BEGIN Source material

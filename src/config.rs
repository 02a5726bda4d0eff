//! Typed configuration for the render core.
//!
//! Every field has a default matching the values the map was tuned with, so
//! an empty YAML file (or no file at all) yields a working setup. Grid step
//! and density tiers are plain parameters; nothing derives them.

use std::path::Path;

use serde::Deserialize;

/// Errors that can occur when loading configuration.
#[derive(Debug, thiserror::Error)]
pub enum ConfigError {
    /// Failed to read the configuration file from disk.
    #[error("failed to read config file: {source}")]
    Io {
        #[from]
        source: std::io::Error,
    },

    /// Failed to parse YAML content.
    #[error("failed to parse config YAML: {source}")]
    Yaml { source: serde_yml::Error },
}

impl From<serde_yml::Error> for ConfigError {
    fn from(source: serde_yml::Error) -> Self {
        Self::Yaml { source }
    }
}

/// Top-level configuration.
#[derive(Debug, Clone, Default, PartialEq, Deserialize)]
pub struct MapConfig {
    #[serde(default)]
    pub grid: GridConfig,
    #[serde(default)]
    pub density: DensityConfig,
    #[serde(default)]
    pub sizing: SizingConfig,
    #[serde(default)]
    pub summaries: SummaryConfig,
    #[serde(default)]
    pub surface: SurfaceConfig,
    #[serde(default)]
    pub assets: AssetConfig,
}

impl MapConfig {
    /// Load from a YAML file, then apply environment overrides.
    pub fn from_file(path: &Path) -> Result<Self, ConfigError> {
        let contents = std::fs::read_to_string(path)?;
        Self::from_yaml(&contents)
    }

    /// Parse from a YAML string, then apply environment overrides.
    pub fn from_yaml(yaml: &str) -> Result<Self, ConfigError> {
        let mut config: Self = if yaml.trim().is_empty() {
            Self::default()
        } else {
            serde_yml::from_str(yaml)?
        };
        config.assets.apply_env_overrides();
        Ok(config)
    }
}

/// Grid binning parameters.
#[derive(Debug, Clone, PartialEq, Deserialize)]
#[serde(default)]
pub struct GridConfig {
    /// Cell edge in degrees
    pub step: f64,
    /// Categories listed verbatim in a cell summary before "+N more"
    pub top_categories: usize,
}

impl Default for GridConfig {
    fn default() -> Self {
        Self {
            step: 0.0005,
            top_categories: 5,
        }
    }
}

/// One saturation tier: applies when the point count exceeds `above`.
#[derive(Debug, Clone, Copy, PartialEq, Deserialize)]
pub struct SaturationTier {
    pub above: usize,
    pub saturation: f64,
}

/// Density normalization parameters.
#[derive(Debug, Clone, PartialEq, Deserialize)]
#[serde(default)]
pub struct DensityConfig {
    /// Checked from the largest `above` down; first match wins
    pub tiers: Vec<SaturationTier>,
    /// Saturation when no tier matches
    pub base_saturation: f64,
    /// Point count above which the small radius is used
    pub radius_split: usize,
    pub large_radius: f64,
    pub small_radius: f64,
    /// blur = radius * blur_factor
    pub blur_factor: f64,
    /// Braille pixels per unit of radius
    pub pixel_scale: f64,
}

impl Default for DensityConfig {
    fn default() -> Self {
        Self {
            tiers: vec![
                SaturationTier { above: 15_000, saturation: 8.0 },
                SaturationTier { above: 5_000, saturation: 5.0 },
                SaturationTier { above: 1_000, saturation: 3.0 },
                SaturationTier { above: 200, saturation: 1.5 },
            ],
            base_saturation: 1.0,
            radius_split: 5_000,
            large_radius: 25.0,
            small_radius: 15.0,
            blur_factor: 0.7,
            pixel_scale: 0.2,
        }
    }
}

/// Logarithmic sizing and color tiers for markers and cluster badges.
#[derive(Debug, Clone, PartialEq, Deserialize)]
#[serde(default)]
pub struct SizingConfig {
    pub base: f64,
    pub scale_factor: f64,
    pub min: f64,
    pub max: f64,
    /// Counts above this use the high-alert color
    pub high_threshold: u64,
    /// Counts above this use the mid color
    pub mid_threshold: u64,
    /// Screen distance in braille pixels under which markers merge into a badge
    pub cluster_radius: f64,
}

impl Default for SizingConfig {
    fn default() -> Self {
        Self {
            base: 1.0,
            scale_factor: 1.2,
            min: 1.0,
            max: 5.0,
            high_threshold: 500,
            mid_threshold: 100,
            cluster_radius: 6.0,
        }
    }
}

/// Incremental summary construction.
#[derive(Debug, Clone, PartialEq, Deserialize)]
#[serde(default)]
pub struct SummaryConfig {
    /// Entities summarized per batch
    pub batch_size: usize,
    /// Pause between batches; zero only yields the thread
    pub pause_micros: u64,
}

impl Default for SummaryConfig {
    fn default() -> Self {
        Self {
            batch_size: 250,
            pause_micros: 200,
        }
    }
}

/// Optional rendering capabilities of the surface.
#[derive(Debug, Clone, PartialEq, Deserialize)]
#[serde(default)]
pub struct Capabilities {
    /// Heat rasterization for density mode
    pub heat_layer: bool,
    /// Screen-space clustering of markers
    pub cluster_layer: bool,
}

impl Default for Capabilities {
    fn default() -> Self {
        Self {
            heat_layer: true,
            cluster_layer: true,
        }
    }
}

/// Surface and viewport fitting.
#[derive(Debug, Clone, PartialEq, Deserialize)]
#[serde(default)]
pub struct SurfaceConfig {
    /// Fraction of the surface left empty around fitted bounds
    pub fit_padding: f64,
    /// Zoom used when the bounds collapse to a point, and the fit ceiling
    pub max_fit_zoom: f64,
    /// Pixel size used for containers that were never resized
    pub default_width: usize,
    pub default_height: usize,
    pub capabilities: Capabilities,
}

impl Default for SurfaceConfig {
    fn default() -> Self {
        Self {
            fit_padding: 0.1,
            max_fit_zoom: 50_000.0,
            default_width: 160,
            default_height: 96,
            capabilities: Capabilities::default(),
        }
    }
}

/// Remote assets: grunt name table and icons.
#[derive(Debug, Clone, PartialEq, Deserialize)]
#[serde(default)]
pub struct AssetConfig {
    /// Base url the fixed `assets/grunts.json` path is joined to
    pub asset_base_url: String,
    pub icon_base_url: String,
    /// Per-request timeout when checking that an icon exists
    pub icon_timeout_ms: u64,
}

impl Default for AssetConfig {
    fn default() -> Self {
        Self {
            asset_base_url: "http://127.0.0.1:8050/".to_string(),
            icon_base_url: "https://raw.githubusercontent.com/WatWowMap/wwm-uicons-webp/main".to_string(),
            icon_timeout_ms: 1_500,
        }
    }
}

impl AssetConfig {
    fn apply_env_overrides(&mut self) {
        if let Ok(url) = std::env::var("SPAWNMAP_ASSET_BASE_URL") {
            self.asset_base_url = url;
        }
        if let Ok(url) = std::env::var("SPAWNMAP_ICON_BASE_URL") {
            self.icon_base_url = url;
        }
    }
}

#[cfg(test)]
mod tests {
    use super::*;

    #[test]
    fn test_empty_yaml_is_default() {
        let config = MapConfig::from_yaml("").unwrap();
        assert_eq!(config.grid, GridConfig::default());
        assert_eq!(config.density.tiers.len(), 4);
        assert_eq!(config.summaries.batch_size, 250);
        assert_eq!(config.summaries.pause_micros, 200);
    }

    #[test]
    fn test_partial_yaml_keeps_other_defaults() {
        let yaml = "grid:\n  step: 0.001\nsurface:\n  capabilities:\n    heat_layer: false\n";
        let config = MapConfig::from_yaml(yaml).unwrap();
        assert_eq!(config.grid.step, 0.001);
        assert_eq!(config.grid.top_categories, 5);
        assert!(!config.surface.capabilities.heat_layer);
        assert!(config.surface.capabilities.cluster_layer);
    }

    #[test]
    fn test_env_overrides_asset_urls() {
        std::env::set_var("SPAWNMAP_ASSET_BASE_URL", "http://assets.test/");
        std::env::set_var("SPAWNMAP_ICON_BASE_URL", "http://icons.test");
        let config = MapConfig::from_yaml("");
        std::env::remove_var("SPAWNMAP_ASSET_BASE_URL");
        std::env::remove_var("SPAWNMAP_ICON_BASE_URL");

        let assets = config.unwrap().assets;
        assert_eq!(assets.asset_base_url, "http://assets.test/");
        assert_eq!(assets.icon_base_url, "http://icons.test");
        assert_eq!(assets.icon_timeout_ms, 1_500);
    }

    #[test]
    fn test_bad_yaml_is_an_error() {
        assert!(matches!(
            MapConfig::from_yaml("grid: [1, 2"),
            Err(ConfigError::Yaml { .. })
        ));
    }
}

END Source material
BEGIN Source material

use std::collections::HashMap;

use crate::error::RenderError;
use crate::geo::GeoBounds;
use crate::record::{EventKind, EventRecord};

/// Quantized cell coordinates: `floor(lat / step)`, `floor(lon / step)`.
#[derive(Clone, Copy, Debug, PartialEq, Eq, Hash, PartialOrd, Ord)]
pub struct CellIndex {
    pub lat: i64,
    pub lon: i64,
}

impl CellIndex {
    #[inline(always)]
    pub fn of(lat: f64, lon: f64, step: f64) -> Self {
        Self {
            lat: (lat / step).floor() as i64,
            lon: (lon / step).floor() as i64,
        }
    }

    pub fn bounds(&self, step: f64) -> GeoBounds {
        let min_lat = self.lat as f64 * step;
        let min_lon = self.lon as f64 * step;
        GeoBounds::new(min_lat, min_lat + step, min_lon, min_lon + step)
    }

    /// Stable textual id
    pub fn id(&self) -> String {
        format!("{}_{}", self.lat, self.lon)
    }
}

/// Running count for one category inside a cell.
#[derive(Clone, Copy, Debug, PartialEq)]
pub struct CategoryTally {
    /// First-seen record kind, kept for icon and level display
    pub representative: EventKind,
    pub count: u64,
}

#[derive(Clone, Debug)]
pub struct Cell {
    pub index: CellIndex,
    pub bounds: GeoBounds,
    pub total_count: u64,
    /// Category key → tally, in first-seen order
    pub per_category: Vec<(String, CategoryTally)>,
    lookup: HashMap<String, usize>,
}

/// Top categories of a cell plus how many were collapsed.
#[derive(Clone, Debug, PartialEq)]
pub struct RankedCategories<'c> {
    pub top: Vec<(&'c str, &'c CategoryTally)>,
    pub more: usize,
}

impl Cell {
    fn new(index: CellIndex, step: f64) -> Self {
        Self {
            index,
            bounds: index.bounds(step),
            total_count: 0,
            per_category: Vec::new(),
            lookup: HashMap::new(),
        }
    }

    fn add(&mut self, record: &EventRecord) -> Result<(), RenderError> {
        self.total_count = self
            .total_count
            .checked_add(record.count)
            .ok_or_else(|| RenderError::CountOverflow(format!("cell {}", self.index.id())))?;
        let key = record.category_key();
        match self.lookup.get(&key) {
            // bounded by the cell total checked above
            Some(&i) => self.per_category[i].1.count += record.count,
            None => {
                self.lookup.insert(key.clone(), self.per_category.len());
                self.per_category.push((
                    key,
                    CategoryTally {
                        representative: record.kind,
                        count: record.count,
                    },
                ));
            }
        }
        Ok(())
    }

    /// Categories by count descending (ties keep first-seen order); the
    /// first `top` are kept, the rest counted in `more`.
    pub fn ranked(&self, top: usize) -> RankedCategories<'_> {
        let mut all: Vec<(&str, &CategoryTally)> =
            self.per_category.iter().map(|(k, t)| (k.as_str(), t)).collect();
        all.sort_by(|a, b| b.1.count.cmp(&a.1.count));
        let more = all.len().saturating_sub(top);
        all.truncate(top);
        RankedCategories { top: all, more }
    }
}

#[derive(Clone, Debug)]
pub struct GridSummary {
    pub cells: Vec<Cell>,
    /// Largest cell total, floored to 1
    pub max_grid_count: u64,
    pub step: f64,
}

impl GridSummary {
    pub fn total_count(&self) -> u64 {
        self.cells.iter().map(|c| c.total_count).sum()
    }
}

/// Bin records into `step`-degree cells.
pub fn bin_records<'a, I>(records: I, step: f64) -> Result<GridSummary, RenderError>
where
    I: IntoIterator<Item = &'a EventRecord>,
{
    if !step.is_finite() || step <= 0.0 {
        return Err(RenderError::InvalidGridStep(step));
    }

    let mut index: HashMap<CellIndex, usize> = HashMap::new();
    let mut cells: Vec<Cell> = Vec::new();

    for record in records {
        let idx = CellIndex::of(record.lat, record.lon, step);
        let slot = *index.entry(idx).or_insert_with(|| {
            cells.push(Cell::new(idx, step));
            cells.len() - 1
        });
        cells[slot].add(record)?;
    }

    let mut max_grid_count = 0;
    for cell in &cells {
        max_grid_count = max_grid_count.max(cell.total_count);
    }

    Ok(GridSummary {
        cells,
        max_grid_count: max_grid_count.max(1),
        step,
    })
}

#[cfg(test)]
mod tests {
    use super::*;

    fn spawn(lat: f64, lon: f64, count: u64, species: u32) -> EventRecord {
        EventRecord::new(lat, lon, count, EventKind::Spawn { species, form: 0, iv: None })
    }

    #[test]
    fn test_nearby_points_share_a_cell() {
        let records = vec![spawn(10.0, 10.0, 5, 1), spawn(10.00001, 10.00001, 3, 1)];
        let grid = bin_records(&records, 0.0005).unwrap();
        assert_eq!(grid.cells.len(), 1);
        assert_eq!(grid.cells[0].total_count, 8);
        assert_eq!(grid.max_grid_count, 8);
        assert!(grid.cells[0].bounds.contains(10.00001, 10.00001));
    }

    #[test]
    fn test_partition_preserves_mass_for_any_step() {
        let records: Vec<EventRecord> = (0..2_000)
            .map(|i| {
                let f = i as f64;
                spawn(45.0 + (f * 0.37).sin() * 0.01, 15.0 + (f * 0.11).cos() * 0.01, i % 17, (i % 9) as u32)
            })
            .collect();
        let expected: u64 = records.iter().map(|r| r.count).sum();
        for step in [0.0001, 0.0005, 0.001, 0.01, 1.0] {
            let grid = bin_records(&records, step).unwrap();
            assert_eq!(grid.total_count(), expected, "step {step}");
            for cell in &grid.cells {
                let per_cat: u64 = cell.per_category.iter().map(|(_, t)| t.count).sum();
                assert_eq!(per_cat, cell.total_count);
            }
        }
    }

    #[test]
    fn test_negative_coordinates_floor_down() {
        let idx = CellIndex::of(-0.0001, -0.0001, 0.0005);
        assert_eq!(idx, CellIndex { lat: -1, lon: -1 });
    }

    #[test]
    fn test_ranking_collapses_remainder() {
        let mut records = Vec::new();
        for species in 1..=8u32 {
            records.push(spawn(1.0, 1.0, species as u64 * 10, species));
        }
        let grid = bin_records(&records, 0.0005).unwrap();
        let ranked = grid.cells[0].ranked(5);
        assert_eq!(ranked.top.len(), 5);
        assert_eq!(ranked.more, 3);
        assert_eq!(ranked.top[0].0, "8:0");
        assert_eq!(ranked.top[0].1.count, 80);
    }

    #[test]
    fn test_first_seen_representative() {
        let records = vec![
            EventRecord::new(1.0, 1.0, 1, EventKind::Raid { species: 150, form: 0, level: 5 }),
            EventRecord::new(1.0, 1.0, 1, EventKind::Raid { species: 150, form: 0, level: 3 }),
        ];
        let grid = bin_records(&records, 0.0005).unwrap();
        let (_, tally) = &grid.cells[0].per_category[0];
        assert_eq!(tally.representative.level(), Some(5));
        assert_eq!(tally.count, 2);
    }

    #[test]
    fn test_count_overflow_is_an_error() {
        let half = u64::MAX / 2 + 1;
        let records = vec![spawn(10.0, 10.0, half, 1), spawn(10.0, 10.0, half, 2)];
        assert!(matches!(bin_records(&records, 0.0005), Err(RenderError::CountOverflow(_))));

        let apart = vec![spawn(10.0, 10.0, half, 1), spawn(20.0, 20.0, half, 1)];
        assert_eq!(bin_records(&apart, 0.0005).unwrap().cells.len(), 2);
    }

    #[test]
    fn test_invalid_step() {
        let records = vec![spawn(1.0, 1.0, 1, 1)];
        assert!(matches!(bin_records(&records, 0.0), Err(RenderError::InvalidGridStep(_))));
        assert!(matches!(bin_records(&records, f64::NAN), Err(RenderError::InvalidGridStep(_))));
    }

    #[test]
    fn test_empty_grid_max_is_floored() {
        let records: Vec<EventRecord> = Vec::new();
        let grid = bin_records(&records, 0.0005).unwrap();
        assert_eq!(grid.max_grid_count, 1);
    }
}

END Source material
BEGIN Source material

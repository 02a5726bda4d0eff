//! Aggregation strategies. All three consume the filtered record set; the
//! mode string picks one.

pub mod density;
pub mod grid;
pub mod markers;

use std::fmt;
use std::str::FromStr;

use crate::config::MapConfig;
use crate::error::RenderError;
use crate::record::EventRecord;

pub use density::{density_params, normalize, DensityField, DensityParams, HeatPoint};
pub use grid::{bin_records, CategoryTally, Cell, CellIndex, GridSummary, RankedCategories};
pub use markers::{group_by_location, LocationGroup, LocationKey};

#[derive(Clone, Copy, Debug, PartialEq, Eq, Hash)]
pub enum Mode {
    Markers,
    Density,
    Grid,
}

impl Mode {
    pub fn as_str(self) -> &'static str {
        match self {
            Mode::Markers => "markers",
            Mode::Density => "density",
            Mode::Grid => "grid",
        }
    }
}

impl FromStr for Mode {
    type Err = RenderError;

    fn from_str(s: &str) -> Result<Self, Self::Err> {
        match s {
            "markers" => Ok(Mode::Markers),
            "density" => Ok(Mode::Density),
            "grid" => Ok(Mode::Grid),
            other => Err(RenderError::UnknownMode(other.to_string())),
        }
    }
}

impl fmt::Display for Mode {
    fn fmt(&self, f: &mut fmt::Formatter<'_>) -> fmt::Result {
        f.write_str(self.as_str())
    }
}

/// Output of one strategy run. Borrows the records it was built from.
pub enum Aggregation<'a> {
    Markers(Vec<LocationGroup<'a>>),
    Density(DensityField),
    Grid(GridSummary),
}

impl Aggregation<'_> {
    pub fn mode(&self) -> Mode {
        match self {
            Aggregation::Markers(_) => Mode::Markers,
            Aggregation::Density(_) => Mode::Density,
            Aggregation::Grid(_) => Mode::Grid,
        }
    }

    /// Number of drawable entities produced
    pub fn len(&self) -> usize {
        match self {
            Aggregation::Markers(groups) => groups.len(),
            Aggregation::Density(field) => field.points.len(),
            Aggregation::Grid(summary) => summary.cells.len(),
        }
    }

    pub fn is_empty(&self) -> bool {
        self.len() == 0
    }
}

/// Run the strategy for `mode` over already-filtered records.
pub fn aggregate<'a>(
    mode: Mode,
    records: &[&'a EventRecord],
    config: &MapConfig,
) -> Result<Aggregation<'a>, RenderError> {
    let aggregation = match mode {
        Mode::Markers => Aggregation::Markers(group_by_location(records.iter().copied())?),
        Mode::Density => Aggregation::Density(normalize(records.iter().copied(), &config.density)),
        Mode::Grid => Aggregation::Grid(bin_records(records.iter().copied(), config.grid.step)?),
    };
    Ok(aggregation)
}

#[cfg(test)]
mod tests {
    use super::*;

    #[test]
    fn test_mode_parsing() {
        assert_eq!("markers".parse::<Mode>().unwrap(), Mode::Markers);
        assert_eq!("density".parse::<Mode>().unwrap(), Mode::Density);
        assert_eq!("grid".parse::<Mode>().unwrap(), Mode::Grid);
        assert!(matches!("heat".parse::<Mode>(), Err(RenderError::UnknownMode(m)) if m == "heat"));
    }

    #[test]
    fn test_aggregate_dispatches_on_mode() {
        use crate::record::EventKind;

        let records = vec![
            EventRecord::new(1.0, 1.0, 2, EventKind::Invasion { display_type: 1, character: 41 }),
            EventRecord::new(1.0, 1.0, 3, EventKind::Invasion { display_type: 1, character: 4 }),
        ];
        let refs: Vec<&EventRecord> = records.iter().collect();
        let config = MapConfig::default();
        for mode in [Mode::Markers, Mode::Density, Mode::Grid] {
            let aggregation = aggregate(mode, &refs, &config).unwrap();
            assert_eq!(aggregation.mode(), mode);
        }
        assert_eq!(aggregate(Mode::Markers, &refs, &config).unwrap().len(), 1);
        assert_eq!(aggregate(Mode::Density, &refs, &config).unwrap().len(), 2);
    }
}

END Source material

■ Task description: Determine how many lines in the records include the word "GridSummary", and reply with that number alone.

■ Exercise result: 6